Figure 2. Local spatial gradients and global correlation reveal distinct features of early visual cortex.

Resting-state functional connectivity patterns are plotted in two ways to illustrate distinct features of the correlational structure. In both instances, the exact same data are used from 1000 subjects acquired while subjects rest with their eyes open (Yeo et al., 2011). (A) Highlighting changes in functional connectivity, the spatial gradient of functional connectivity is mapped for visual cortex and overlaid on the V1/V2 architectonic borders. (B) Highlighting global similarity in functional connectivity, the raw correlation for a single seed region placed in peripheral V1 is displayed.
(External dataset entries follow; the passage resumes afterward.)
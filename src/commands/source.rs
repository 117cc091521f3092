use crate::error::Result;
use crate::options::BuildOptions;
use crate::source::{SourceRef, resolve_source};
use colored::Colorize;

pub fn source(options: &BuildOptions, json: bool) -> Result<()> {
    let spec = resolve_source(options);

    if json {
        println!("{}", serde_json::to_string_pretty(&spec)?);
        return Ok(());
    }

    println!("{} {}", "==>".bold().green(), "Source".bold());
    println!("{}: {}", "Repository".bold(), spec.repository.cyan());
    match &spec.reference {
        SourceRef::Tag { name, revision } => {
            println!("{}: {}", "Tag".bold(), name.cyan());
            println!("{}: {}", "Revision".bold(), revision.dimmed());
        }
        SourceRef::Branch { name } => {
            println!("{}: {}", "Branch".bold(), name.cyan());
        }
    }
    println!("{}: {}", "Version".bold(), spec.version);

    Ok(())
}
use clap::{CommandFactory, Parser, Subcommand};
use clap_complete::Shell;
use colored::Colorize;
use std::path::PathBuf;

use pourplan::BuildOptions;
use pourplan::commands;

#[derive(Parser)]
#[command(name = "pourplan")]
#[command(author, version, about = "Install planning for the brew-file formula", long_about = None)]
struct Cli {
    #[command(subcommand)]
    command: Option<Commands>,

    /// Use the python variant (same as the default)
    #[arg(long, global = true)]
    python: bool,

    /// Use the legacy bash variant
    #[arg(long, global = true)]
    bash: bool,

    /// Track the master branch instead of a tagged release
    #[arg(long, global = true, conflicts_with = "bash")]
    head: bool,

    /// Skip bash/zsh completion scripts
    #[arg(long, global = true)]
    without_completions: bool,
}

#[derive(Subcommand)]
enum Commands {
    /// Show formula metadata and the effect of the selected options
    Info,

    /// Show which upstream source would be fetched
    Source {
        /// Output as JSON
        #[arg(long)]
        json: bool,
    },

    /// Show the install plan
    Plan {
        /// Output as JSON
        #[arg(long)]
        json: bool,

        /// Write the plan as JSON for the install runtime
        #[arg(long, value_name = "FILE")]
        output: Option<PathBuf>,
    },

    /// List the build options the formula declares
    Options,

    /// Run the formula's smoke test against an installed brew-file
    Check,

    /// Generate shell completions for this tool
    Completions {
        /// Shell to generate for
        #[arg(value_enum)]
        shell: Shell,
    },
}

fn main() -> anyhow::Result<()> {
    tracing_subscriber::fmt()
        .with_env_filter(
            tracing_subscriber::EnvFilter::try_from_default_env()
                .unwrap_or_else(|_| tracing_subscriber::EnvFilter::new("warn")),
        )
        .init();

    let cli = Cli::parse();

    // Flags are read once; everything downstream takes the value.
    let options = BuildOptions {
        python: cli.python,
        bash: cli.bash,
        head: cli.head,
        completions: !cli.without_completions,
    };

    match cli.command {
        Some(Commands::Info) => {
            commands::info(&options)?;
        }
        Some(Commands::Source { json }) => {
            commands::source(&options, json)?;
        }
        Some(Commands::Plan { json, output }) => {
            commands::plan(&options, json, output.as_deref())?;
        }
        Some(Commands::Options) => {
            commands::options(&options)?;
        }
        Some(Commands::Check) => {
            commands::check()?;
        }
        Some(Commands::Completions { shell }) => {
            commands::completions(&mut Cli::command(), shell)?;
        }
        None => {
            println!(
                "{} pourplan - install planning for the {} formula",
                "==>".bold().green(),
                "brew-file".bold()
            );
            println!("\nRun {} to see available commands.", "pourplan --help".cyan());
        }
    }

    Ok(())
}
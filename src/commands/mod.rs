//! Command implementations for the pourplan CLI
//!
//! One module per subcommand:
//!
//! - **check**: run the formula's post-install smoke test
//! - **completions**: generate shell completions for this tool
//! - **info**: formula metadata and the effect of the selected options
//! - **options**: list the declared build options
//! - **plan**: show or export the install plan
//! - **source**: show which upstream source would be fetched

pub mod check;
pub mod completions;
pub mod info;
pub mod options;
pub mod plan;
pub mod source;

pub use check::check;
pub use completions::completions;
pub use info::info;
pub use options::options;
pub use plan::plan;
pub use source::source;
The contrast between the two maps illustrates distinct features that boundary mapping and clustering preferentially detect. Boundary mapping is most sensitive to the kind of gradient depicted on the left while clustering is most sensitive to the spatial similarity across space depicted on the right. Specifically, the spatial gradient map displays peak values along the V1/V2 border. In contrast, the peripheral V1 seed region exhibits a supra-areal pattern of correlation spanning V1, V2, and V3. The peripheral V1 seed region is only weakly correlated with central V1 but is strongly correlated to regions of V2 and V3 with similar eccentricity. Quantification of this effect can be found in Yeo et al. (2011) Figures 17 and 18. The gradient map was defined as in Cohen et al. (2008) with the spatial gradient computed via minimally metric-distorted spherical representation as in Yeo et al. (2010). The boundary maps presented in Wig et al. (2013) are processed considerably more than the raw gradient maps illustrated here. Montreal Neurological Institute (MNI) coordinates of the V1 peripheral seed region are -16, - 74, 7. V1/V2 architectonic borders were derived from Fischl et al. (2008).